After reading the article below about delinquent loans in Spain, two things immediately come to mind.

First, as bad a as our real estate market has been, it is much worse in Spain and many of the other European countries. We will come out of the our real estate debacle much sooner.One and five loans in Spain are delinquent

Second, it is very obvious that socialism doesn’t work. The current administration keeps moving America toward socialism, if this continues we will be in the same boat as Greece, Spain, Italy, Portugal and many others. Here is the question, who is going to bail us out?

Third, all the bad news that keeps coming out of Europe is good for interest rates in this country. The bad news that keeps coming out of there is going to continue for some time. So look for these interest rates to be where they are for a while.

 

Over 20% of All Real Estate Loans in Spain are Delinquent; Construction Firm Delinquencies Ended 2011 at 17.65%; Late Payment on All Loans Ended 2011 at 7.61%

Some rather shocking delinquency numbers (to mainstream media readers but not readers of Mish, Acting Man, Zero Hedge, Max Keiser, the Slog etc.) have surfaced in Spain.

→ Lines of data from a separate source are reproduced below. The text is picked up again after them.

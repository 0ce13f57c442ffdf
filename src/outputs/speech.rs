//! Spoken feedback. Fire-and-forget: the pipeline never waits on a sink.

use async_trait::async_trait;
use std::sync::atomic::{AtomicUsize, Ordering};
use std::sync::Mutex;
use tokio::process::Command;
use tokio::sync::oneshot;
use tracing::{debug, info, warn};

use crate::intent::types::QuickGuess;

#[async_trait]
pub trait SpeechSink: Send + Sync {
    async fn speak(&self, text: &str) -> anyhow::Result<()>;

    /// Interim guess while the user is still talking. Display only.
    fn preview(&self, guess: &QuickGuess) {
        debug!("[PREVIEW] {} ({:?})", guess.word, guess.kind);
    }

    /// Cuts off the utterance in progress, if any.
    fn stop(&self) {}
}

/// Writes feedback to the log instead of a speaker.
#[derive(Debug, Default)]
pub struct LoggingSpeech;

#[async_trait]
impl SpeechSink for LoggingSpeech {
    async fn speak(&self, text: &str) -> anyhow::Result<()> {
        info!("[SPEAK] {}", text);
        Ok(())
    }

    fn preview(&self, guess: &QuickGuess) {
        info!("[PREVIEW] {}", guess.word);
    }
}

/// Runs an external TTS program (`say`, `espeak`) with the text as its
/// last argument. A new utterance stops the one still playing.
#[derive(Debug)]
pub struct CommandSpeech {
    program: String,
    args: Vec<String>,
    playing: Mutex<Option<oneshot::Sender<()>>>,
}

impl CommandSpeech {
    /// `command` is split on whitespace: program first, then fixed args.
    pub fn new(command: &str) -> Option<Self> {
        let mut parts = command.split_whitespace().map(str::to_string);
        let program = parts.next()?;
        Some(Self { program, args: parts.collect(), playing: Mutex::new(None) })
    }

    fn stop_current(&self) -> Option<oneshot::Receiver<()>> {
        let (stop_tx, stop_rx) = oneshot::channel();
        let mut playing = self.playing.lock().ok()?;
        if let Some(previous) = playing.replace(stop_tx) {
            let _ = previous.send(());
        }
        Some(stop_rx)
    }
}

#[async_trait]
impl SpeechSink for CommandSpeech {
    async fn speak(&self, text: &str) -> anyhow::Result<()> {
        let Some(mut stop_rx) = self.stop_current() else {
            anyhow::bail!("speech lock poisoned");
        };

        let mut child = Command::new(&self.program)
            .args(&self.args)
            .arg(text)
            .kill_on_drop(true)
            .spawn()
            .map_err(|e| anyhow::anyhow!("failed to spawn '{}': {}", self.program, e))?;

        tokio::select! {
            status = child.wait() => {
                let status = status?;
                if !status.success() {
                    warn!("'{}' exited with {}", self.program, status);
                }
            }
            _ = &mut stop_rx => {
                debug!("Speech interrupted");
                let _ = child.kill().await;
            }
        }
        Ok(())
    }

    fn stop(&self) {
        let previous = self.playing.lock().ok().and_then(|mut playing| playing.take());
        if let Some(previous) = previous {
            let _ = previous.send(());
        }
    }
}

/// Keeps everything spoken. For tests.
#[derive(Debug, Default)]
pub struct RecordingSpeech {
    spoken: Mutex<Vec<String>>,
    previews: Mutex<Vec<QuickGuess>>,
    stops: AtomicUsize,
}

impl RecordingSpeech {
    pub fn new() -> Self {
        Self::default()
    }

    pub fn spoken(&self) -> Vec<String> {
        self.spoken.lock().map(|s| s.clone()).unwrap_or_default()
    }

    pub fn previews(&self) -> Vec<QuickGuess> {
        self.previews.lock().map(|p| p.clone()).unwrap_or_default()
    }

    pub fn stops(&self) -> usize {
        self.stops.load(Ordering::SeqCst)
    }
}

#[async_trait]
impl SpeechSink for RecordingSpeech {
    async fn speak(&self, text: &str) -> anyhow::Result<()> {
        if let Ok(mut spoken) = self.spoken.lock() {
            spoken.push(text.to_string());
        }
        Ok(())
    }

    fn preview(&self, guess: &QuickGuess) {
        if let Ok(mut previews) = self.previews.lock() {
            previews.push(*guess);
        }
    }

    fn stop(&self) {
        self.stops.fetch_add(1, Ordering::SeqCst);
    }
}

Courtesy of Google Translate please consider The default property is multiplied by ten since 2008.

Upfront Notes:

1.   The following translation is somewhat choppy, and I present it as is.

2.   Recall that decimal points "." in Euroland are the equivalent of commas "," in the US. Thus "62.366 million" should read as 62,366 million or 62.366 billion euros.

3.   Many of the following just released numbers are as of the end of 2011. Rest assured numbers as of the end of the first quarter of 2012 are much worse.


With those notes out of the way, please consider the following translation.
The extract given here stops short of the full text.